Seraphi giocherellò con un'ambra grossa come uno scarabeo,
incastonata all'anello. «Abbiamo rimandato talmente tante
volte di seguito che non ci speravo più. Siete
così belli che è uno spettacolo vedervi insieme,
però sembra che facciate il possibile per negarmi questo
piacere.»
«Non dimenticate che anche voi siete una donna
impegnata» obiettò Kalique, sorridendo.
«Non siete quasi mai libera dalle vostre mansioni, eppure i
vostri figli sentono la vostra mancanza.»
La madre scrollò il corredo di boccoli bruni come cavatappi.

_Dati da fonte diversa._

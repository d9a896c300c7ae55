//! Yandex Disk REST client.
//!
//! Thin protocol layer over the path-based resource API: metadata lookups,
//! folder creation, upload links, streamed uploads and deletion. The client
//! never retries; retry policy belongs to the caller.

pub mod models;
pub mod transport;

use crate::config::DiskConfig;
use crate::transfer::progress::{format_bytes, format_speed, log_observer};
use crate::transfer::{ProgressCallback, ProgressStream};
use crate::utils::errors::{BackupError, Result};
use models::{ApiError, DeleteOutcome, Link, OperationBody, OperationStatus, Resource, ResourceQuery};
use reqwest::header::{ACCEPT, AUTHORIZATION, CONTENT_TYPE};
use reqwest::{Method, RequestBuilder, Response, StatusCode};
use serde::de::DeserializeOwned;
use std::path::Path;
use std::time::Instant;
use tokio_util::io::ReaderStream;
use tracing::{debug, info};
use transport::TransportConfig;

/// Read size used when streaming a file into an upload body
pub const UPLOAD_CHUNK_SIZE: usize = 64 * 1024;

/// Whether [`DiskClient::ensure_folder`] had to create the folder
#[derive(Debug, Clone, Copy, PartialEq, Eq)]
pub enum FolderState {
    Existed,
    Created,
}

/// Client for one disk account
#[derive(Clone)]
pub struct DiskClient {
    http: reqwest::Client,
    api_url: String,
    token: String,
}

impl DiskClient {
    /// Create a client using the transport policy derived from `config`
    pub fn new(config: &DiskConfig) -> Result<Self> {
        let http = TransportConfig::from_disk(config).build_client()?;
        Ok(Self::with_client(http, &config.api_url, &config.token))
    }

    /// Create a client around an existing HTTP client
    pub fn with_client(http: reqwest::Client, api_url: &str, token: &str) -> Self {
        Self {
            http,
            api_url: api_url.trim_end_matches('/').to_string(),
            token: token.to_string(),
        }
    }

    fn request(&self, method: Method, url: &str) -> RequestBuilder {
        self.http
            .request(method, url)
            .header(AUTHORIZATION, format!("OAuth {}", self.token))
            .header(ACCEPT, "application/json")
    }

    fn resources_url(&self) -> String {
        format!("{}/resources", self.api_url)
    }

    /// Fetch metadata of a file or directory (with a page of children for directories)
    pub async fn get_resource(&self, query: &ResourceQuery) -> Result<Resource> {
        if query.path.is_empty() {
            return Err(BackupError::Precondition("resource path is empty".to_string()));
        }

        let response = self
            .request(Method::GET, &self.resources_url())
            .query(&query.to_pairs())
            .send()
            .await?;

        if !response.status().is_success() {
            return Err(api_error(response, "get resource").await);
        }

        decode_json(response, "get resource").await
    }

    /// List all immediate children of a directory, following pagination
    pub async fn list_children(&self, path: &str, page_limit: u32) -> Result<Vec<Resource>> {
        let limit = page_limit.max(1);
        let mut items = Vec::new();
        let mut offset = 0u32;

        loop {
            let query = ResourceQuery::new(path)
                .with_page(limit, offset)
                .with_sort("created");
            let resource = self.get_resource(&query).await?;

            let Some(page) = resource.embedded else {
                return Err(BackupError::Precondition(format!("{} is not a directory", path)));
            };

            let fetched = page.items.len() as u32;
            items.extend(page.items);
            offset += fetched;

            let reached_total = page.total.is_some_and(|total| offset >= total);
            if fetched < limit || reached_total {
                break;
            }
        }

        debug!("Listed {} items under {}", items.len(), path);
        Ok(items)
    }

    /// Create a directory at `path`
    pub async fn create_folder(&self, path: &str) -> Result<()> {
        if path.is_empty() {
            return Err(BackupError::Precondition("folder path is empty".to_string()));
        }

        let response = self
            .request(Method::PUT, &self.resources_url())
            .query(&[("path", path)])
            .send()
            .await?;

        if response.status() != StatusCode::CREATED {
            return Err(api_error(response, "create folder").await);
        }

        Ok(())
    }

    /// Make sure a directory exists, creating it when the lookup reports not-found
    pub async fn ensure_folder(&self, path: &str) -> Result<FolderState> {
        match self.get_resource(&ResourceQuery::new(path)).await {
            Ok(resource) if resource.is_dir() => {
                debug!("Folder {} already exists", path);
                Ok(FolderState::Existed)
            }
            Ok(_) => Err(BackupError::Precondition(format!(
                "{} exists and is not a directory",
                path
            ))),
            Err(e) if e.is_not_found() => {
                self.create_folder(path).await?;
                info!("Folder {} created", path);
                Ok(FolderState::Created)
            }
            Err(e) => Err(e),
        }
    }

    /// Request a one-time upload link for `path`
    pub async fn create_upload_link(&self, path: &str, overwrite: bool) -> Result<Link> {
        if path.is_empty() {
            return Err(BackupError::Precondition("upload path is empty".to_string()));
        }

        let response = self
            .request(Method::GET, &format!("{}/upload", self.resources_url()))
            .query(&[("path", path), ("overwrite", if overwrite { "true" } else { "false" })])
            .send()
            .await?;

        if response.status() != StatusCode::OK {
            return Err(api_error(response, "create upload link").await);
        }

        decode_json(response, "create upload link").await
    }

    /// Stream a local file to an upload link, logging progress at debug level
    pub async fn upload_file(&self, link: &Link, local_path: &Path) -> Result<u64> {
        let label = local_path
            .file_name()
            .map(|name| name.to_string_lossy().to_string())
            .unwrap_or_else(|| local_path.display().to_string());
        self.upload_file_with_progress(link, local_path, log_observer(label))
            .await
    }

    /// Stream a local file to an upload link.
    ///
    /// The body is read in [`UPLOAD_CHUNK_SIZE`] pieces; the file is never held
    /// in memory as a whole. Returns the number of bytes sent.
    pub async fn upload_file_with_progress(
        &self,
        link: &Link,
        local_path: &Path,
        progress: ProgressCallback,
    ) -> Result<u64> {
        let method = Method::from_bytes(link.method.to_ascii_uppercase().as_bytes()).map_err(|_| {
            BackupError::MalformedResponse {
                context: "upload link".to_string(),
                reason: format!("unsupported method {:?}", link.method),
            }
        })?;

        let file = tokio::fs::File::open(local_path)
            .await
            .map_err(|e| BackupError::io(format!("unable to open {}", local_path.display()), e))?;
        let total = file
            .metadata()
            .await
            .map_err(|e| BackupError::io(format!("unable to stat {}", local_path.display()), e))?
            .len();

        let stream = ReaderStream::with_capacity(file, UPLOAD_CHUNK_SIZE);
        let body = reqwest::Body::wrap_stream(ProgressStream::new(stream, total, progress));

        let started = Instant::now();
        let response = self
            .http
            .request(method, &link.href)
            .header(AUTHORIZATION, format!("OAuth {}", self.token))
            .header(CONTENT_TYPE, "application/octet-stream")
            .body(body)
            .send()
            .await?;

        match response.status() {
            StatusCode::CREATED | StatusCode::ACCEPTED => {
                let elapsed = started.elapsed();
                info!(
                    "Uploaded {} ({}, {})",
                    local_path.display(),
                    format_bytes(total),
                    format_speed(total, elapsed)
                );
                Ok(total)
            }
            status => {
                // Upload hosts may answer without an error envelope
                let body = response.bytes().await?;
                match serde_json::from_slice::<ApiError>(&body) {
                    Ok(error) => Err(classify(status, error)),
                    Err(_) => Err(BackupError::UnexpectedStatus {
                        status: status.as_u16(),
                        url: link.href.clone(),
                    }),
                }
            }
        }
    }

    /// Delete a resource; a 202 answer carries a link to the pending operation
    pub async fn delete_resource(&self, path: &str, permanently: bool) -> Result<DeleteOutcome> {
        if path.is_empty() {
            return Err(BackupError::Precondition("delete path is empty".to_string()));
        }

        let response = self
            .request(Method::DELETE, &self.resources_url())
            .query(&[
                ("path", path),
                ("permanently", if permanently { "true" } else { "false" }),
            ])
            .send()
            .await?;

        match response.status() {
            StatusCode::NO_CONTENT => Ok(DeleteOutcome::Deleted),
            StatusCode::ACCEPTED => {
                let link: Link = decode_json(response, "delete resource").await?;
                Ok(DeleteOutcome::Pending(link))
            }
            status if status.is_success() => Err(BackupError::UnexpectedStatus {
                status: status.as_u16(),
                url: self.resources_url(),
            }),
            _ => Err(api_error(response, "delete resource").await),
        }
    }

    /// Look up the status of an asynchronous operation
    pub async fn operation_status(&self, link: &Link) -> Result<OperationStatus> {
        let response = self.request(Method::GET, &link.href).send().await?;

        if response.status() != StatusCode::OK {
            return Err(api_error(response, "operation status").await);
        }

        let body: OperationBody = decode_json(response, "operation status").await?;
        Ok(body.status)
    }
}

async fn decode_json<T: DeserializeOwned>(response: Response, context: &str) -> Result<T> {
    let body = response.bytes().await?;
    serde_json::from_slice(&body).map_err(|e| BackupError::MalformedResponse {
        context: context.to_string(),
        reason: e.to_string(),
    })
}

/// Decode the `{message, description, error}` envelope of a failed call
async fn api_error(response: Response, context: &str) -> BackupError {
    let status = response.status();
    let body = match response.bytes().await {
        Ok(body) => body,
        Err(e) => return BackupError::Transport(e),
    };

    match serde_json::from_slice::<ApiError>(&body) {
        Ok(error) => classify(status, error),
        Err(e) => BackupError::MalformedResponse {
            context: format!("{} (HTTP {})", context, status.as_u16()),
            reason: e.to_string(),
        },
    }
}

fn classify(status: StatusCode, error: ApiError) -> BackupError {
    if status == StatusCode::NOT_FOUND {
        BackupError::NotFound(error)
    } else {
        BackupError::Api {
            status: status.as_u16(),
            error,
        }
    }
}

«Forse non ci tieni così tanto a vedere me,
però ho notato che gli aggiornamenti che invio ai database
dell'arredamento delle tue stanze arrivano sempre graditi e puntuali.
Allora,» continuò, mentre la figlia abbassava la
testa mortificata, «immagino che quello che intravedo di
scorcio sia il programma di bilancio di Lenorra.»
«Difficile che a suggerirvi questo sia stata
l'immaginazione» rispose Balem. «Lenorra
raggiungerà la completa maturazione tra soli quattrocento
anni. È già oggetto di speculazione sul
mercato.»
«A colazione non si trattano certi argomenti,
fratello» lo rimproverò Titus con leggerezza,
senza riuscire completamente a celare il disappunto per l'esclusione
che lui e Kalique dovevano subire quando si introduceva gli affari
nella conversazione. L'unica volta che si era infiltrato nel loro
studio mentre si consultavano, chiedendo di fare parte del loro
"piccolo club privato", aveva ottenuto solo di essere preso sulle
ginocchia da quella che all'apparenza era una ragazza più
giovane di lui, un buffetto sulla guancia di compassione e un poco
velato invito a non disturbare più, se ci teneva ad
ereditare almeno un satellite delle dimensioni di una balla da
biliardo.
«Chiedo scusa, fratello. Non intendevo turbare la tua
digestione.» Ugualmente, Balem chiuse le mappe virtuali con
un movimento delle mani affusolate. La madre notò che non
aveva preso nulla dal tavolo.
«Non mangi? Non si può vivere di gloria,
altrimenti io avrei già trovato il modo per farlo.»
«Non sono affamato.»
Seraphi riempì un boccale di vino. «Allora
brindiamo, perlomeno. Alla nostra famiglia. Agli Abrasax e il loro
database per l'arredamento...»
«Madre, perdonatemi-» Kalique non parlò
in tempo per impedire che il vino che la donna stava versando in
ciascun bicchiere straripasse dall'orlo sulla tovaglia. Lei
sollevò la testa.
«Oh, Kalique, non ti avevo guardata finora. Hai il vestito
dello stesso colore del mio. Perchè non me lo hai fatto
notare? È semplicemente spregevole!»
La figlia si strinse nelle spalle. «Vado subito a
cambiarlo.»
«Ferma lì.» Per un attimo, gli occhi di
Seraphi parverono quasi rilucere di minaccia. «Lo
cambierò io, per questa volta, anche se devo ammettere che
quel modello ti invecchia moltissimo, figlia.»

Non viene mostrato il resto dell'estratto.